* **WHAT YOU NEED TO DO**: Using the entries that follow, establish how many lines contain the word "super" and give only that figure.

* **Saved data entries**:

use chrono::{DateTime, Utc};
use serde::Serialize;
use serde_json::Value as JsonValue;

use feeledger_billing::invoice::InvoiceIssued;
use feeledger_billing::{
    AcademicYear, BillingMonth, BillingPeriod, FeeStructureId, Invoice, InvoiceDiscount,
    InvoiceEvent, InvoiceId, InvoiceItem, InvoiceStatus, Lifecycle, current_status,
};
use feeledger_core::{AccountId, Money, TenantId, UserId};
use feeledger_events::EventEnvelope;

use super::ProjectionError;
use super::cursor::{CursorCheck, StreamCursors};
use crate::read_model::TenantStore;

/// Queryable invoice.
///
/// `due_amount` and `status` are stored as of the last event; call
/// [`InvoiceReadModel::refreshed`] before handing the row to a caller so
/// `overdue` reflects the current clock.
#[derive(Debug, Clone, PartialEq, Eq, Serialize)]
pub struct InvoiceReadModel {
    pub invoice_id: InvoiceId,
    pub invoice_number: String,
    pub account_id: AccountId,
    pub fee_structure_id: FeeStructureId,
    pub period: BillingPeriod,
    pub items: Vec<InvoiceItem>,
    pub subtotal: Money,
    pub discount: Option<InvoiceDiscount>,
    pub late_fee: Money,
    pub previous_due: Money,
    pub total_amount: Money,
    pub paid_amount: Money,
    pub due_amount: Money,
    pub due_date: DateTime<Utc>,
    pub status: InvoiceStatus,
    #[serde(skip)]
    pub lifecycle: Lifecycle,
    pub remarks: Option<String>,
    pub issued_by: UserId,
    pub created_at: DateTime<Utc>,
    pub updated_at: DateTime<Utc>,
}

impl InvoiceReadModel {
    pub fn from_issued(e: InvoiceIssued) -> Self {
        let at = e.occurred_at;
        let mut rm = Self {
            invoice_id: e.invoice_id,
            invoice_number: e.invoice_number,
            account_id: e.account_id,
            fee_structure_id: e.fee_structure_id,
            period: e.period,
            items: e.items,
            subtotal: e.subtotal,
            discount: None,
            late_fee: Money::ZERO,
            previous_due: Money::ZERO,
            total_amount: e.total_amount,
            paid_amount: Money::ZERO,
            due_amount: e.total_amount,
            due_date: e.due_date,
            status: InvoiceStatus::Pending,
            lifecycle: if e.draft { Lifecycle::Draft } else { Lifecycle::Open },
            remarks: None,
            issued_by: e.issued_by,
            created_at: at,
            updated_at: at,
        };
        rm.rederive(at);
        rm
    }

    /// Snapshot of a rehydrated aggregate; `None` until the invoice is issued.
    pub fn from_invoice(invoice: &Invoice) -> Option<Self> {
        if !invoice.is_created() {
            return None;
        }
        Some(Self {
            invoice_id: invoice.id_typed(),
            invoice_number: invoice.invoice_number().to_string(),
            account_id: invoice.account_id()?,
            fee_structure_id: invoice.fee_structure_id()?,
            period: invoice.period()?.clone(),
            items: invoice.items().to_vec(),
            subtotal: invoice.subtotal(),
            discount: invoice.discount().cloned(),
            late_fee: invoice.late_fee(),
            previous_due: invoice.previous_due(),
            total_amount: invoice.total_amount(),
            paid_amount: invoice.paid_amount(),
            due_amount: invoice.due_amount(),
            due_date: invoice.due_date()?,
            status: invoice.status(),
            lifecycle: invoice.lifecycle(),
            remarks: invoice.remarks().map(str::to_string),
            issued_by: invoice.issued_by()?,
            created_at: invoice.created_at()?,
            updated_at: invoice.updated_at()?,
        })
    }

    pub fn refreshed(mut self, now: DateTime<Utc>) -> Self {
        self.rederive(now);
        self
    }

    fn rederive(&mut self, at: DateTime<Utc>) {
        let derived = current_status(
            self.lifecycle,
            self.total_amount,
            self.paid_amount,
            self.due_date,
            at,
        );
        self.due_amount = derived.due_amount;
        self.status = derived.status;
    }
}

/// List filter; every `Some` field must match.
#[derive(Debug, Clone, Default, PartialEq, Eq)]
pub struct InvoiceFilter {
    pub status: Option<InvoiceStatus>,
    pub account_id: Option<AccountId>,
    pub academic_year: Option<AcademicYear>,
    pub month: Option<BillingMonth>,
    pub fee_structure_id: Option<FeeStructureId>,
}

impl InvoiceFilter {
    fn matches(&self, rm: &InvoiceReadModel) -> bool {
        self.status.is_none_or(|s| rm.status == s)
            && self.account_id.is_none_or(|a| rm.account_id == a)
            && self
                .academic_year
                .as_ref()
                .is_none_or(|y| &rm.period.academic_year == y)
            && self.month.is_none_or(|m| rm.period.month == Some(m))
            && self.fee_structure_id.is_none_or(|f| rm.fee_structure_id == f)
    }
}

#[derive(Debug)]
pub struct InvoicesProjection<S>
where
    S: TenantStore<InvoiceId, InvoiceReadModel>,
{
    store: S,
    cursors: StreamCursors,
}

impl<S> InvoicesProjection<S>
where
    S: TenantStore<InvoiceId, InvoiceReadModel>,
{
    pub fn new(store: S) -> Self {
        Self {
            store,
            cursors: StreamCursors::new(),
        }
    }

    pub fn get(&self, tenant_id: TenantId, invoice_id: &InvoiceId) -> Option<InvoiceReadModel> {
        self.store.get(tenant_id, invoice_id)
    }

    pub fn list(&self, tenant_id: TenantId) -> Vec<InvoiceReadModel> {
        self.store.list(tenant_id)
    }

    /// Invoices matching `filter`, with status derived at `now`, ordered by number.
    pub fn query(
        &self,
        tenant_id: TenantId,
        filter: &InvoiceFilter,
        now: DateTime<Utc>,
    ) -> Vec<InvoiceReadModel> {
        let mut rows: Vec<_> = self
            .store
            .list(tenant_id)
            .into_iter()
            .map(|rm| rm.refreshed(now))
            .filter(|rm| filter.matches(rm))
            .collect();
        rows.sort_by(|a, b| a.invoice_number.cmp(&b.invoice_number));
        rows
    }

    /// Number of invoices generated from `structure_id`, in any status.
    pub fn count_for_structure(&self, tenant_id: TenantId, structure_id: FeeStructureId) -> usize {
        self.store
            .list(tenant_id)
            .iter()
            .filter(|rm| rm.fee_structure_id == structure_id)
            .count()
    }

    pub fn clear_tenant(&self, tenant_id: TenantId) {
        self.store.clear_tenant(tenant_id);
        self.cursors.clear_tenant(tenant_id);
    }

    pub fn apply_envelope(&self, envelope: &EventEnvelope<JsonValue>) -> Result<(), ProjectionError> {
        if envelope.aggregate_type() != Invoice::AGGREGATE_TYPE {
            return Ok(());
        }

        let tenant_id = envelope.tenant_id();
        let aggregate_id = envelope.aggregate_id();
        let seq = envelope.sequence_number();
        if self.cursors.check(tenant_id, aggregate_id, seq)? == CursorCheck::AlreadySeen {
            return Ok(());
        }

        let ev: InvoiceEvent = serde_json::from_value(envelope.payload().clone())
            .map_err(|e| ProjectionError::Deserialize(e.to_string()))?;
        if ev.tenant_id() != tenant_id {
            return Err(ProjectionError::TenantIsolation(
                "event tenant_id does not match envelope tenant_id".to_string(),
            ));
        }

        let invoice_id = InvoiceId::new(aggregate_id);
        match ev {
            InvoiceEvent::InvoiceIssued(e) => {
                if e.invoice_id != invoice_id {
                    return Err(ProjectionError::TenantIsolation(
                        "event invoice_id does not match envelope aggregate_id".to_string(),
                    ));
                }
                let rm = InvoiceReadModel::from_issued(e);
                self.store.upsert(tenant_id, invoice_id, rm);
            }
            other => {
                // Later events need the issued row; a missing row means the
                // stream was picked up mid-way and is skipped.
                if let Some(mut rm) = self.store.get(tenant_id, &invoice_id) {
                    let at = match &other {
                        InvoiceEvent::InvoiceFinalized(e) => {
                            rm.lifecycle = Lifecycle::Open;
                            e.occurred_at
                        }
                        InvoiceEvent::PaymentRecorded(e) => {
                            rm.paid_amount = e.new_paid_amount;
                            e.occurred_at
                        }
                        InvoiceEvent::PaymentVoided(e) => {
                            rm.paid_amount = e.new_paid_amount;
                            e.occurred_at
                        }
                        InvoiceEvent::InvoiceUpdated(e) => {
                            rm.due_date = e.due_date;
                            rm.discount = e.discount.clone();
                            rm.late_fee = e.late_fee;
                            rm.previous_due = e.previous_due;
                            rm.remarks = e.remarks.clone();
                            rm.total_amount = e.total_amount;
                            e.occurred_at
                        }
                        InvoiceEvent::InvoiceCancelled(e) => {
                            rm.lifecycle = Lifecycle::Cancelled;
                            if e.reason.is_some() {
                                rm.remarks = e.reason.clone();
                            }
                            e.occurred_at
                        }
                        InvoiceEvent::InvoiceIssued(e) => e.occurred_at,
                    };
                    rm.updated_at = at;
                    rm.rederive(at);
                    self.store.upsert(tenant_id, invoice_id, rm);
                }
            }
        }

        self.cursors.advance(tenant_id, aggregate_id, seq);
        Ok(())
    }
}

* **OUTPUT FOR THIS EXERCISE**: 2